Task prompt
In the records below, the line with "crash/analytics SDK operations" opens the range and the line with "structured crash report" closes it; print that range exactly and nothing else.

(Saved entries)
Segment Open
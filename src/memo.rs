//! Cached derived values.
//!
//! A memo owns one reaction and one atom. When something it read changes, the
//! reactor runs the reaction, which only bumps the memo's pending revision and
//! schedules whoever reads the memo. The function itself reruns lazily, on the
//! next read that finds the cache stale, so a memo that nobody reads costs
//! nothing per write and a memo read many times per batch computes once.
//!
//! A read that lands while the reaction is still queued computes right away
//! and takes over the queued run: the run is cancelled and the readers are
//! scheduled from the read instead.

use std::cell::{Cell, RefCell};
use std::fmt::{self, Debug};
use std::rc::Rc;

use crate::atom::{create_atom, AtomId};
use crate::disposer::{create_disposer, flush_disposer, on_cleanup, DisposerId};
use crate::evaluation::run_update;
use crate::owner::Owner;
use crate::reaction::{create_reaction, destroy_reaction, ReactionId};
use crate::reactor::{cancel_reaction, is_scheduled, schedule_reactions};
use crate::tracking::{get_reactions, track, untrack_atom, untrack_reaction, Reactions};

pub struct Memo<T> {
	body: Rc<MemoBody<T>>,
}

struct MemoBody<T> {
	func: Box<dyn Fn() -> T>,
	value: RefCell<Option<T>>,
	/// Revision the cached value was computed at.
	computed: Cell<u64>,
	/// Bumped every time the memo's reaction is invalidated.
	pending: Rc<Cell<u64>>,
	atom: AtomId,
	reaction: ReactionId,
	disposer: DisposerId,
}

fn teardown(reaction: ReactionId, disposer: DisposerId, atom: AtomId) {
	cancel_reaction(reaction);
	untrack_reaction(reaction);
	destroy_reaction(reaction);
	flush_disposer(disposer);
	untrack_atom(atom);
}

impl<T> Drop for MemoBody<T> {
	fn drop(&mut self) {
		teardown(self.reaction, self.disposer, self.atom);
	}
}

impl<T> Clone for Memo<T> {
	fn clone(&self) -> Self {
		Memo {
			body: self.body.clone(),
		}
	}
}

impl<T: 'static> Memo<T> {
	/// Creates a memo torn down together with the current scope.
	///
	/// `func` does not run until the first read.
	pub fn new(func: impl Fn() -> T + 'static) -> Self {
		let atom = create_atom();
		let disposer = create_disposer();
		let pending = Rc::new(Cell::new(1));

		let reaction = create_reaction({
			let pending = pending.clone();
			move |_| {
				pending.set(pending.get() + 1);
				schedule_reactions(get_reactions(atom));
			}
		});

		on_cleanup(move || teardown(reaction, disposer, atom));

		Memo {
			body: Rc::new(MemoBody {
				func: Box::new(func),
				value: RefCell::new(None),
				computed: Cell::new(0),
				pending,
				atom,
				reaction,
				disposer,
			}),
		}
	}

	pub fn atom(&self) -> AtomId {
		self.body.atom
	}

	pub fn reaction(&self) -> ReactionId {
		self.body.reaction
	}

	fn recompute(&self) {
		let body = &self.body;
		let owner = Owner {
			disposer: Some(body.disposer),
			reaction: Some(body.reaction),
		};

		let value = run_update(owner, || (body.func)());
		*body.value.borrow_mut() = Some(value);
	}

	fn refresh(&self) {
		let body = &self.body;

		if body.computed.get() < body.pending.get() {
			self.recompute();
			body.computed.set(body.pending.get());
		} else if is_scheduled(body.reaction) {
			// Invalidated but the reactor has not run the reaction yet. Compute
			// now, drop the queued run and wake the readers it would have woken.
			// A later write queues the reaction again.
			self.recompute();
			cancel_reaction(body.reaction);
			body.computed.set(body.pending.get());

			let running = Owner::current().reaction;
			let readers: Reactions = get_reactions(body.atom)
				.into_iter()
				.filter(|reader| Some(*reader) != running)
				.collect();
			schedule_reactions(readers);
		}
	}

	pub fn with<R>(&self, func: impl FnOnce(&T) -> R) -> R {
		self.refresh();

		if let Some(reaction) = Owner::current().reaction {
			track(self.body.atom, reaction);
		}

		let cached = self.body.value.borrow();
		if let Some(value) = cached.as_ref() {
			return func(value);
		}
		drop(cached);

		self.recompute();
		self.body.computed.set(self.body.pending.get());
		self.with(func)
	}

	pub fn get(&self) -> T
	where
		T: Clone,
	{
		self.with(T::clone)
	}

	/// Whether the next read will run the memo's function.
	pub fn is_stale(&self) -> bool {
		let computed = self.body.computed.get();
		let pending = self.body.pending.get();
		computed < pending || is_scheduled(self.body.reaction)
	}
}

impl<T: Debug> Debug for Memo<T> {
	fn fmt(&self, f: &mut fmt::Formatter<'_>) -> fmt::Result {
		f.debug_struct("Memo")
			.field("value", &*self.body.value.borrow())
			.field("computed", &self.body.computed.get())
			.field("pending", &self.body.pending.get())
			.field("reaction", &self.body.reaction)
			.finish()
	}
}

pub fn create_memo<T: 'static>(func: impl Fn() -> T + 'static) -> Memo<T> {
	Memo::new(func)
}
Segment Closed
Segment Open
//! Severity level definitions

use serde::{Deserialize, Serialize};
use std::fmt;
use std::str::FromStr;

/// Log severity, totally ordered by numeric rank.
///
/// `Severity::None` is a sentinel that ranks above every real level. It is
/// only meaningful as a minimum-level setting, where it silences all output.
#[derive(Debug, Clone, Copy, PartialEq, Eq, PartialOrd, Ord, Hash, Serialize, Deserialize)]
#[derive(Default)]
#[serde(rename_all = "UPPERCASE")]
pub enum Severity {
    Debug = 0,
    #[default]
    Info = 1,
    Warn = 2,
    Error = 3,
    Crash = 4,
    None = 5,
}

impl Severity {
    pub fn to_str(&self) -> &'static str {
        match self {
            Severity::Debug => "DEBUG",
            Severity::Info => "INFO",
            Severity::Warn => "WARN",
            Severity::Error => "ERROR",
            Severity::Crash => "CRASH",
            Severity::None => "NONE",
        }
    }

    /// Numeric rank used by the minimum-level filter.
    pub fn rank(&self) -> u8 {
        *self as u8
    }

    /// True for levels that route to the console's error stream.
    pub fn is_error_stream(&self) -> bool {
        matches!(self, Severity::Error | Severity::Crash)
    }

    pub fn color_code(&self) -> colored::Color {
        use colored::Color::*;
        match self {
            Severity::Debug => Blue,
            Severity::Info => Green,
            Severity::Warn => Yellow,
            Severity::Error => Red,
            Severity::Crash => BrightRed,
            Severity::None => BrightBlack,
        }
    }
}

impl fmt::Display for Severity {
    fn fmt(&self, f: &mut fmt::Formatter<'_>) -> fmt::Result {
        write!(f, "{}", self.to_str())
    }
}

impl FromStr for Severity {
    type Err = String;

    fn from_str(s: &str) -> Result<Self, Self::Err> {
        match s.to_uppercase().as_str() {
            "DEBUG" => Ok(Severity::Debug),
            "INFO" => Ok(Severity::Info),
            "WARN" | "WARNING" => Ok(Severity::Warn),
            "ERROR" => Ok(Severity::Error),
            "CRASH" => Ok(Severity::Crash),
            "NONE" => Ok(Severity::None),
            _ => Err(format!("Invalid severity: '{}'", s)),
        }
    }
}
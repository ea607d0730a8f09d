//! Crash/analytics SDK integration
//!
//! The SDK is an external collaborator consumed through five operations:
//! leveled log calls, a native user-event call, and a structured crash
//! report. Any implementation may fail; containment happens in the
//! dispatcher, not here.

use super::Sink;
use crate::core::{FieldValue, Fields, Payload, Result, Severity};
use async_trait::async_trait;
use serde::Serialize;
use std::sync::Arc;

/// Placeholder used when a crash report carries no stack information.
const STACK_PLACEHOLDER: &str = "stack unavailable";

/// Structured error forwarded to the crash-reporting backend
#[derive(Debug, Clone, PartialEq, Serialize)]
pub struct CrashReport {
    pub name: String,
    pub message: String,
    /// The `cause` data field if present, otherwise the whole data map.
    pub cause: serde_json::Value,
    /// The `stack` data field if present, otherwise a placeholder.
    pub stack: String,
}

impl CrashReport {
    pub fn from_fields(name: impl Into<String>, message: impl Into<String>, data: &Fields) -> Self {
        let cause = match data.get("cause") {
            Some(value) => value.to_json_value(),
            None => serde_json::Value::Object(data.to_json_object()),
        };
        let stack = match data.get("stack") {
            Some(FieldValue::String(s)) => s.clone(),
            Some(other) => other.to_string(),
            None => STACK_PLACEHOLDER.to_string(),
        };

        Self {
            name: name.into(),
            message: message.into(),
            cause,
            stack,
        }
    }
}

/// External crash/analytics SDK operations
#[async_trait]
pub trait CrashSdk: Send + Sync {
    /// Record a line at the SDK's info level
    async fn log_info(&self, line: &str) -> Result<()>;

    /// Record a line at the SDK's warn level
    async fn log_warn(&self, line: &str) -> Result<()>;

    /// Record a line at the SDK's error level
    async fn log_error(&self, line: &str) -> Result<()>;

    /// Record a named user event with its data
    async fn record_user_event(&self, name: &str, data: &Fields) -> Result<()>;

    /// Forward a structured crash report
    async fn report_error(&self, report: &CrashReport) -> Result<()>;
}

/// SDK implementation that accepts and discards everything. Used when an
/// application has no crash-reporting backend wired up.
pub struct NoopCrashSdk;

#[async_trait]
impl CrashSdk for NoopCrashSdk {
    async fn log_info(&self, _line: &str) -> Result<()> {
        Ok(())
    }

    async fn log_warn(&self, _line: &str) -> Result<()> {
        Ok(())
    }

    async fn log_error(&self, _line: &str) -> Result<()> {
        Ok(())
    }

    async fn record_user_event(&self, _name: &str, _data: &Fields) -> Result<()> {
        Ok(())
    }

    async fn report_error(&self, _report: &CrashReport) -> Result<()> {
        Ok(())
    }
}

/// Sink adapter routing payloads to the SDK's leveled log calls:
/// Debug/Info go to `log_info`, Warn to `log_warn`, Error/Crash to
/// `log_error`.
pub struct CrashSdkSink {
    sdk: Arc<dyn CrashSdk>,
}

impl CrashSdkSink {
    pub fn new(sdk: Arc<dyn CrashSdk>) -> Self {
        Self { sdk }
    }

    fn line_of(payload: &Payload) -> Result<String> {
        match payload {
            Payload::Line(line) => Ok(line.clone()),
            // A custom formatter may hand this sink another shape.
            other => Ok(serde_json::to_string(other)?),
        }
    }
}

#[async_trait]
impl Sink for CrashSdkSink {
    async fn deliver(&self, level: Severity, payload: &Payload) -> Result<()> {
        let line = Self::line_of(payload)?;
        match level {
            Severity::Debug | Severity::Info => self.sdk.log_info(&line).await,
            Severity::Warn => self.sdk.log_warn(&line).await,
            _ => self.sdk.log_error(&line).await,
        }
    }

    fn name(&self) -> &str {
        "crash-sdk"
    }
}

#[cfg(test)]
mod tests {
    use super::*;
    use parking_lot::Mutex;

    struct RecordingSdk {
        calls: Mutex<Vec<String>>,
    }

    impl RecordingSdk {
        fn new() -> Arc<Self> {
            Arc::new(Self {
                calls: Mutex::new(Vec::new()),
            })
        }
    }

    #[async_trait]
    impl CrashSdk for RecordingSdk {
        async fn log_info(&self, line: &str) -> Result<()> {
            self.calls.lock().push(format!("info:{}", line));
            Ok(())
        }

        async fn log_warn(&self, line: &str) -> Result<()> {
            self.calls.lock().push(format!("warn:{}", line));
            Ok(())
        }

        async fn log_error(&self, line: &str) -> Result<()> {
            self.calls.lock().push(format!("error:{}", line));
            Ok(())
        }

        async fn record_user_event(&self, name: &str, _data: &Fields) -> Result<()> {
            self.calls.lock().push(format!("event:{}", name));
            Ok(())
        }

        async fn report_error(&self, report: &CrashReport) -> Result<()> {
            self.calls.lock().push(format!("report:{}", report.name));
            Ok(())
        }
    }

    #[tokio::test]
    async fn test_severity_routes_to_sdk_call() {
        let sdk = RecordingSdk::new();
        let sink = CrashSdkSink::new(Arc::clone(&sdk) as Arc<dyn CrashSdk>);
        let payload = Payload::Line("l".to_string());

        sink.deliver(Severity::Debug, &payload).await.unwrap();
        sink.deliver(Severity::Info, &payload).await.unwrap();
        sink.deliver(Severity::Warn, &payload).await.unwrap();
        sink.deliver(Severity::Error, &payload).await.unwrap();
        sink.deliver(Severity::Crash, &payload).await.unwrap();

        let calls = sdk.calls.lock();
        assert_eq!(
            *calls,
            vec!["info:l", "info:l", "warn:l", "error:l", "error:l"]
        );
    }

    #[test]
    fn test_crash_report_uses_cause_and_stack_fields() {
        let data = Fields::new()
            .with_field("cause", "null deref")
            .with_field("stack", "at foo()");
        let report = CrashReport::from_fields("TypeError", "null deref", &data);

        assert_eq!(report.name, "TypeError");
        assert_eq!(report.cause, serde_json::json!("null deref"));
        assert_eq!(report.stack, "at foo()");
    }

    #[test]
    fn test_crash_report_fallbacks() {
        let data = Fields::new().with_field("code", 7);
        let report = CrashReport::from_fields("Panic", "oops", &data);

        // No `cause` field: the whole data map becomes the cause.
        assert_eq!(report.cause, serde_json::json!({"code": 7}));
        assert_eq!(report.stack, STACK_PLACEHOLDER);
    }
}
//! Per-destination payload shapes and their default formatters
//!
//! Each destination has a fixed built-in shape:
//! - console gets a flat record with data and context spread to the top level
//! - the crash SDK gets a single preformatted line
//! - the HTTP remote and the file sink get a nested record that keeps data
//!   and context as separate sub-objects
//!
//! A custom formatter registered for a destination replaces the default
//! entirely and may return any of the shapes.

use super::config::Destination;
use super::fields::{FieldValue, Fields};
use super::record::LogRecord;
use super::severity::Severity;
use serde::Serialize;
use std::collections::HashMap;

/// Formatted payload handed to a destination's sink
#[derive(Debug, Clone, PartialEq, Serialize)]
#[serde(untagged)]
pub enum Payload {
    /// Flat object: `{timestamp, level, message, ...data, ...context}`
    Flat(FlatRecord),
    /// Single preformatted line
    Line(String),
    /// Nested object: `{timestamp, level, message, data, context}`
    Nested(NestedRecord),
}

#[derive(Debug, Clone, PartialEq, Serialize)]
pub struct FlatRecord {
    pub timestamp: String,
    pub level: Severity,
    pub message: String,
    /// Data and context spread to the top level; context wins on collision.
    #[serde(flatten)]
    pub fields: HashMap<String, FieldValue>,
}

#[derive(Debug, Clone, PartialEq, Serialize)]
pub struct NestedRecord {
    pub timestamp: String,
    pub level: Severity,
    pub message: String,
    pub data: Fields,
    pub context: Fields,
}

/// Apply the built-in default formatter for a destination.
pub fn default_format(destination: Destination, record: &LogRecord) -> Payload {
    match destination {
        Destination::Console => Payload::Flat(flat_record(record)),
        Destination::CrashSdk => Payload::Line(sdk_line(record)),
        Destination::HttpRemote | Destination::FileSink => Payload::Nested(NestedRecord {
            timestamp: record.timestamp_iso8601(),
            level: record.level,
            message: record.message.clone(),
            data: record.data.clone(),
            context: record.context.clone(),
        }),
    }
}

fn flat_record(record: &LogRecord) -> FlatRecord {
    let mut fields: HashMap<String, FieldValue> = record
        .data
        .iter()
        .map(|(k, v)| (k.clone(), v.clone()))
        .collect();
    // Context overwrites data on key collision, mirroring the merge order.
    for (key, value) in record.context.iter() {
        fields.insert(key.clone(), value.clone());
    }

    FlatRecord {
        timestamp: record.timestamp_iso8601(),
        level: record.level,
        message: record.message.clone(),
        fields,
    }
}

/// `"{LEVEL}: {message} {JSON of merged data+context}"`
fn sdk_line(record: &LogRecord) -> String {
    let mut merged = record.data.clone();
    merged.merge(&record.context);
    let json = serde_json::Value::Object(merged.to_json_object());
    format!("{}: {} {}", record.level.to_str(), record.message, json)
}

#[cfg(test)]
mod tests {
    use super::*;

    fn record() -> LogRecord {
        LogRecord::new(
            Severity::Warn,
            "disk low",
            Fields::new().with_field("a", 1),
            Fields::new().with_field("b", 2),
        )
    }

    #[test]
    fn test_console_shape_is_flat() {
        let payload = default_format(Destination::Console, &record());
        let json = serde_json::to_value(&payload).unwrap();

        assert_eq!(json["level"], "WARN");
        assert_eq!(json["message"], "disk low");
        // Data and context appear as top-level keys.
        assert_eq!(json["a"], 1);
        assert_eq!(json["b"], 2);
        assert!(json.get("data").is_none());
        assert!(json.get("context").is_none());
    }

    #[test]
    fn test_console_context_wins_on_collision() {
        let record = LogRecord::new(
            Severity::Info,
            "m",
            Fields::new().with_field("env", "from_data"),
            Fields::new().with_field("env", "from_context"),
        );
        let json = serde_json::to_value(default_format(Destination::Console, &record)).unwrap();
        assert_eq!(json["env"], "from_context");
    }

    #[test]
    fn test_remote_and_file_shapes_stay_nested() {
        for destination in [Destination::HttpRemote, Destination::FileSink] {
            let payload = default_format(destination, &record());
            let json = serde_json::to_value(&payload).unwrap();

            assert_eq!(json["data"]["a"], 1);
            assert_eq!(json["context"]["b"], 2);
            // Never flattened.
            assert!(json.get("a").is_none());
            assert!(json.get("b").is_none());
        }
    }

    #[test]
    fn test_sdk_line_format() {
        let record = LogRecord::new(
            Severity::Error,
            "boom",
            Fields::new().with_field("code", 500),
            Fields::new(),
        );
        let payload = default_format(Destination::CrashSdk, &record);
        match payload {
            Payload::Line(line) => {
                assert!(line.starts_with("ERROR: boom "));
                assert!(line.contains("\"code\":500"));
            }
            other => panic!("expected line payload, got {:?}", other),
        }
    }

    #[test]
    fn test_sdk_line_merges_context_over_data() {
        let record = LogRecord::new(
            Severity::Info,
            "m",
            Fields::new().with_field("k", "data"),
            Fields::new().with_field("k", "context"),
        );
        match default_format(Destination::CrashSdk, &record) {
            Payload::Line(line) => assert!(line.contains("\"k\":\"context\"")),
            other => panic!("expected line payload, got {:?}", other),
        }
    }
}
Segment Closed
Answer box
/// External crash/analytics SDK operations
#[async_trait]
pub trait CrashSdk: Send + Sync {
    /// Record a line at the SDK's info level
    async fn log_info(&self, line: &str) -> Result<()>;

    /// Record a line at the SDK's warn level
    async fn log_warn(&self, line: &str) -> Result<()>;

    /// Record a line at the SDK's error level
    async fn log_error(&self, line: &str) -> Result<()>;

    /// Record a named user event with its data
    async fn record_user_event(&self, name: &str, data: &Fields) -> Result<()>;

    /// Forward a structured crash report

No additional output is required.